Gooseberry bushes grow best where summers stay mild and winters get properly cold. These plants need around 1,000 winter chill hours to set a good crop. That need rewards cool regions and punishes hot ones. The good news on gooseberry climate is the cold tolerance. Your bushes are hardy down to USDA Zone 3 and shrug off temperatures near -40°F (-40°C). A hard winter helps them along. A long, baking summer does not.
Light is more flexible than you might expect. Full sun gives you the biggest crops. But part shade works fine too, and it often gives you sweeter, less stressed fruit. Gooseberries even crop against a cool north-facing wall. That is rare for a fruiting shrub, and it opens up corners you would never plant. It also explains why my shaded spot won. The plant got enough light to ripen its berries. It also got enough shade to keep its roots cool and damp through July.
Soil is where most struggling bushes go wrong. The best soil for gooseberries is deep, fertile, and well-drained. You want it slightly acidic to neutral, at a pH of 6.0 to 7.0. Dig in plenty of well-rotted compost before you plant. Aim for ground that holds moisture but never turns into a swamp. Heavy clay and pure sand both cause trouble. Work both with organic matter first and you fix most of the problem before it starts.
It helps to test your soil before you commit to a spot.
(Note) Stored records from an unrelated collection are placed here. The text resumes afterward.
//! # Estimator Settings
//!
//! The constant tables that drive the engine: how the total area is split
//! between categories, the per-category material density factors, and the
//! standard wood board size.
//!
//! Settings serialize to JSON so a site office can tune the factors without
//! touching calculation code. Any field left out of a settings file falls
//! back to the standard value, down to a single factor inside one
//! category's record.
//!
//! ## Example
//!
//! ```rust
//! use shutter_core::settings::EstimatorSettings;
//!
//! let settings = EstimatorSettings::standard();
//! assert_eq!(settings.distribution.slab, 0.50);
//! assert!((settings.board.area_sqft() - 1.6667).abs() < 1e-3);
//! ```

use std::fs;
use std::path::{Path, PathBuf};

use once_cell::sync::Lazy;
use serde::{Deserialize, Serialize};

use crate::calculations::Category;
use crate::errors::{CalcError, CalcResult};

/// Directory name under the user's config dir
pub const CONFIG_DIR_NAME: &str = "shuttering-calculator";

/// Settings file name inside [`CONFIG_DIR_NAME`]
pub const SETTINGS_FILE_NAME: &str = "settings.json";

/// Tolerance for the distribution shares summing to 1.0
const DISTRIBUTION_TOLERANCE: f64 = 1e-6;

static STANDARD: Lazy<EstimatorSettings> = Lazy::new(EstimatorSettings::default);

/// Complete set of tables used by one calculation.
#[derive(Debug, Clone, PartialEq, Default, Serialize, Deserialize)]
#[serde(default)]
pub struct EstimatorSettings {
    /// Share of the total area allocated to each category
    pub distribution: CategoryDistribution,

    /// Material density factors per category
    pub factors: FactorTable,

    /// Standard shuttering board
    pub board: BoardSpec,
}

impl EstimatorSettings {
    /// The built-in tables, shared process-wide.
    pub fn standard() -> &'static EstimatorSettings {
        &STANDARD
    }

    /// Default settings file location (`<config dir>/shuttering-calculator/settings.json`).
    pub fn default_path() -> Option<PathBuf> {
        dirs::config_dir().map(|dir| dir.join(CONFIG_DIR_NAME).join(SETTINGS_FILE_NAME))
    }

    /// Load and validate settings from a JSON file.
    pub fn load(path: &Path) -> CalcResult<Self> {
        let contents = fs::read_to_string(path).map_err(|e| {
            CalcError::file_error("read settings", path.display().to_string(), e.to_string())
        })?;
        let settings = Self::from_json(&contents)?;
        tracing::debug!(path = %path.display(), "loaded estimator settings");
        Ok(settings)
    }

    /// Parse and validate settings from a JSON string.
    pub fn from_json(json: &str) -> CalcResult<Self> {
        let settings: EstimatorSettings = serde_json::from_str(json)?;
        settings.validate()?;
        Ok(settings)
    }

    /// Check every table for values the engine cannot use.
    pub fn validate(&self) -> CalcResult<()> {
        self.distribution.validate()?;
        for category in Category::ALL {
            self.factors
                .for_category(category)
                .validate(category.key())?;
        }
        self.board.validate()
    }
}

/// Fraction of the total area assigned to each structural category.
#[derive(Debug, Clone, Copy, PartialEq, Serialize, Deserialize)]
#[serde(default)]
pub struct CategoryDistribution {
    pub slab: f64,
    pub beam: f64,
    pub column: f64,
    pub wall: f64,
}

impl Default for CategoryDistribution {
    fn default() -> Self {
        CategoryDistribution {
            slab: 0.50,
            beam: 0.25,
            column: 0.15,
            wall: 0.10,
        }
    }
}

impl CategoryDistribution {
    /// Share for one category
    pub fn share(&self, category: Category) -> f64 {
        match category {
            Category::Slab => self.slab,
            Category::Beam => self.beam,
            Category::Column => self.column,
            Category::Wall => self.wall,
        }
    }

    /// Sum of all four shares
    pub fn total(&self) -> f64 {
        self.slab + self.beam + self.column + self.wall
    }

    fn validate(&self) -> CalcResult<()> {
        for category in Category::ALL {
            let share = self.share(category);
            if !share.is_finite() || share < 0.0 {
                return Err(CalcError::invalid_input(
                    format!("distribution.{}", category.key()),
                    share.to_string(),
                    "Share must be a finite, non-negative fraction",
                ));
            }
        }
        let total = self.total();
        if (total - 1.0).abs() > DISTRIBUTION_TOLERANCE {
            return Err(CalcError::invalid_input(
                "distribution",
                total.to_string(),
                "Shares must sum to 1.0",
            ));
        }
        Ok(())
    }
}

/// Linear density factors (quantity per sq ft) for the four shared families.
#[derive(Debug, Clone, Copy, PartialEq, Serialize, Deserialize)]
pub struct MaterialFactors {
    /// Board face area needed per sq ft of formwork
    pub wood_boards_per_sqft: f64,
    pub props_per_sqft: f64,
    pub beams_per_sqft: f64,
    pub bamboo_per_sqft: f64,
}

impl MaterialFactors {
    pub const fn new(wood_boards: f64, props: f64, beams: f64, bamboo: f64) -> Self {
        MaterialFactors {
            wood_boards_per_sqft: wood_boards,
            props_per_sqft: props,
            beams_per_sqft: beams,
            bamboo_per_sqft: bamboo,
        }
    }

    fn validate(&self, category: &str) -> CalcResult<()> {
        let fields = [
            ("wood_boards_per_sqft", self.wood_boards_per_sqft),
            ("props_per_sqft", self.props_per_sqft),
            ("beams_per_sqft", self.beams_per_sqft),
            ("bamboo_per_sqft", self.bamboo_per_sqft),
        ];
        for (name, value) in fields {
            if !value.is_finite() || value < 0.0 {
                return Err(CalcError::invalid_input(
                    format!("factors.{}.{}", category, name),
                    value.to_string(),
                    "Factor must be finite and non-negative",
                ));
            }
        }
        Ok(())
    }
}

/// Factor record for each category.
///
/// Deserializes through [`FactorTableFile`], so a file may name only the
/// factors it changes.
#[derive(Debug, Clone, Copy, PartialEq, Serialize, Deserialize)]
#[serde(from = "FactorTableFile")]
pub struct FactorTable {
    pub slab: MaterialFactors,
    pub beam: MaterialFactors,
    pub column: MaterialFactors,
    pub wall: MaterialFactors,
}

impl Default for FactorTable {
    fn default() -> Self {
        FactorTable {
            slab: MaterialFactors::new(0.65, 0.08, 0.15, 0.12),
            beam: MaterialFactors::new(0.85, 0.15, 0.25, 0.08),
            // Column boards are sized by the column rule, not wood_boards_per_sqft
            column: MaterialFactors::new(1.20, 0.05, 0.10, 0.06),
            wall: MaterialFactors::new(0.75, 0.06, 0.12, 0.10),
        }
    }
}

impl FactorTable {
    /// Factor record for one category
    pub fn for_category(&self, category: Category) -> &MaterialFactors {
        match category {
            Category::Slab => &self.slab,
            Category::Beam => &self.beam,
            Category::Column => &self.column,
            Category::Wall => &self.wall,
        }
    }
}

/// A category's factors as written in a settings file; absent fields are `None`.
#[derive(Debug, Clone, Copy, Default, Deserialize)]
#[serde(default)]
struct FactorOverrides {
    wood_boards_per_sqft: Option<f64>,
    props_per_sqft: Option<f64>,
    beams_per_sqft: Option<f64>,
    bamboo_per_sqft: Option<f64>,
}

impl FactorOverrides {
    fn over(self, base: MaterialFactors) -> MaterialFactors {
        MaterialFactors {
            wood_boards_per_sqft: self.wood_boards_per_sqft.unwrap_or(base.wood_boards_per_sqft),
            props_per_sqft: self.props_per_sqft.unwrap_or(base.props_per_sqft),
            beams_per_sqft: self.beams_per_sqft.unwrap_or(base.beams_per_sqft),
            bamboo_per_sqft: self.bamboo_per_sqft.unwrap_or(base.bamboo_per_sqft),
        }
    }
}

/// On-disk form of [`FactorTable`].
#[derive(Debug, Clone, Copy, Default, Deserialize)]
#[serde(default)]
struct FactorTableFile {
    slab: FactorOverrides,
    beam: FactorOverrides,
    column: FactorOverrides,
    wall: FactorOverrides,
}

impl From<FactorTableFile> for FactorTable {
    fn from(file: FactorTableFile) -> Self {
        let standard = FactorTable::default();
        FactorTable {
            slab: file.slab.over(standard.slab),
            beam: file.beam.over(standard.beam),
            column: file.column.over(standard.column),
            wall: file.wall.over(standard.wall),
        }
    }
}

/// Standard shuttering board dimensions.
#[derive(Debug, Clone, Copy, PartialEq, Serialize, Deserialize)]
#[serde(default)]
pub struct BoardSpec {
    /// Face width in inches
    pub width_in: f64,
    /// Length in feet
    pub length_ft: f64,
}

impl Default for BoardSpec {
    fn default() -> Self {
        BoardSpec {
            width_in: 2.5,
            length_ft: 8.0,
        }
    }
}

impl BoardSpec {
    /// Face area of one board in sq ft
    pub fn area_sqft(&self) -> f64 {
        self.width_in * self.length_ft / 12.0
    }

    fn validate(&self) -> CalcResult<()> {
        if !self.width_in.is_finite() || self.width_in <= 0.0 {
            return Err(CalcError::invalid_input(
                "board.width_in",
                self.width_in.to_string(),
                "Board width must be positive",
            ));
        }
        if !self.length_ft.is_finite() || self.length_ft <= 0.0 {
            return Err(CalcError::invalid_input(
                "board.length_ft",
                self.length_ft.to_string(),
                "Board length must be positive",
            ));
        }
        Ok(())
    }
}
A cheap pH kit from the garden center takes five minutes and tells you where you stand. If your reading sits below 6.0, a light dose of garden lime nudges it up over a season. Sitting above 7.0? Work in more compost and a bit of pine bark to pull it back down. Get this right at planting and you save yourself years of weak growth and poor fruit set.
Steady moisture matters as much as the soil under it. Gooseberries have shallow roots, so they dry out fast in a hot spell. Let your soil swing from soaked to bone dry and you invite split fruit and mildew. Water deep during dry weeks instead of a quick daily splash. Keep your mulch topped up so the ground stays cool. Even moisture beats a flood and then neglect, and your bush will show you the difference.
Mulch the root zone with 2 to 3 inches of compost or leaf mold each spring. It keeps the soil cool and evenly moist, which is what gooseberries want most and what heads off summer drought stress.
Live somewhere hot? You can still grow good gooseberries, but you have to cheat the climate. Pick the coolest, lightly shaded spot in your yard. Aim for a place with afternoon shade and reliable moisture at the roots. Heat and drought stress are what trigger powdery mildew, the disease that ruins most warm-region crops. Give your bush a cool root run and a break from the midday sun. Do that and it will hold up far better than one baking in an open bed all day.